- [Records for this exercise]
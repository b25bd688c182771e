//! Central coordination state of the enabler: the type registry, the
//! request-id source, and the goal correlation table, plus the dispatch of
//! inbound samples to the application callbacks.
//!
//! One mutex guards all mutable state. Effects are computed under the lock
//! and application callbacks are invoked only after it has been released, so
//! a callback may call back into the handler or the participant freely.

use std::{
  collections::BTreeMap,
  sync::{Arc, Mutex},
};

#[allow(unused_imports)]
use log::{debug, error, info, warn};

use crate::{
  callbacks::CallbackSet,
  error::{EnablerError, EnablerResult},
  message::Message,
  names::RpcInfo,
  payload::{Payload, PayloadData, PayloadPool},
  registry::{TypeObjectRegistry, TypeRegistry},
  rpc::{
    json, ActionEraseReason, ActionRequestInfo, ActionSubtopic, GoalId, Protocol, RpcRole,
    ServiceSide,
  },
  time::Time,
  topic::{RpcAction, RpcTopic, TopicDescription},
  types::{DynamicType, TypeIdentifier},
  writer::Writer,
};

/// Issue a get-result request for an accepted goal. Returns false when the
/// request could not be sent.
pub type SendActionGetResultRequest = Box<dyn Fn(&str, &GoalId) -> bool + Send + Sync>;

/// Send the goal reply carrying the application's verdict.
pub type SendActionSendGoalReply = Box<dyn Fn(&str, u64, bool) + Send + Sync>;

/// Deliver a result reply for the given request id.
pub type SendActionGetResultReply = Box<dyn Fn(&str, &GoalId, &str, u64) -> bool + Send + Sync>;

#[derive(Default)]
struct InternalCallbacks {
  send_action_get_result_request: Option<SendActionGetResultRequest>,
  send_action_send_goal_reply: Option<SendActionSendGoalReply>,
  send_action_get_result_reply: Option<SendActionGetResultReply>,
}

struct HandlerState {
  registry: TypeRegistry,
  unique_sequence_number: u64,
  requests_id: u64,
  action_requests: BTreeMap<GoalId, ActionRequestInfo>,
}

pub struct Handler {
  state: Mutex<HandlerState>,
  internal: Mutex<InternalCallbacks>,
  writer: Writer,
  callbacks: Arc<CallbackSet>,
  payload_pool: Arc<PayloadPool>,
}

- [About this exercise]
Write the entire listing out again, word for word.

- [Exercise solution]
repository b25bd688c182771e
//! Central coordination state of the enabler: the type registry, the
//! request-id source, and the goal correlation table, plus the dispatch of
//! inbound samples to the application callbacks.
//!
//! One mutex guards all mutable state. Effects are computed under the lock
//! and application callbacks are invoked only after it has been released, so
//! a callback may call back into the handler or the participant freely.

use std::{
  collections::BTreeMap,
  sync::{Arc, Mutex},
};

#[allow(unused_imports)]
use log::{debug, error, info, warn};

use crate::{
  callbacks::CallbackSet,
  error::{EnablerError, EnablerResult},
  message::Message,
  names::RpcInfo,
  payload::{Payload, PayloadData, PayloadPool},
  registry::{TypeObjectRegistry, TypeRegistry},
  rpc::{
    json, ActionEraseReason, ActionRequestInfo, ActionSubtopic, GoalId, Protocol, RpcRole,
    ServiceSide,
  },
  time::Time,
  topic::{RpcAction, RpcTopic, TopicDescription},
  types::{DynamicType, TypeIdentifier},
  writer::Writer,
};

/// Issue a get-result request for an accepted goal. Returns false when the
/// request could not be sent.
pub type SendActionGetResultRequest = Box<dyn Fn(&str, &GoalId) -> bool + Send + Sync>;

/// Send the goal reply carrying the application's verdict.
pub type SendActionSendGoalReply = Box<dyn Fn(&str, u64, bool) + Send + Sync>;

/// Deliver a result reply for the given request id.
pub type SendActionGetResultReply = Box<dyn Fn(&str, &GoalId, &str, u64) -> bool + Send + Sync>;

#[derive(Default)]
struct InternalCallbacks {
  send_action_get_result_request: Option<SendActionGetResultRequest>,
  send_action_send_goal_reply: Option<SendActionSendGoalReply>,
  send_action_get_result_reply: Option<SendActionGetResultReply>,
}

struct HandlerState {
  registry: TypeRegistry,
  unique_sequence_number: u64,
  requests_id: u64,
  action_requests: BTreeMap<GoalId, ActionRequestInfo>,
}

pub struct Handler {
  state: Mutex<HandlerState>,
  internal: Mutex<InternalCallbacks>,
  writer: Writer,
  callbacks: Arc<CallbackSet>,
  payload_pool: Arc<PayloadPool>,
}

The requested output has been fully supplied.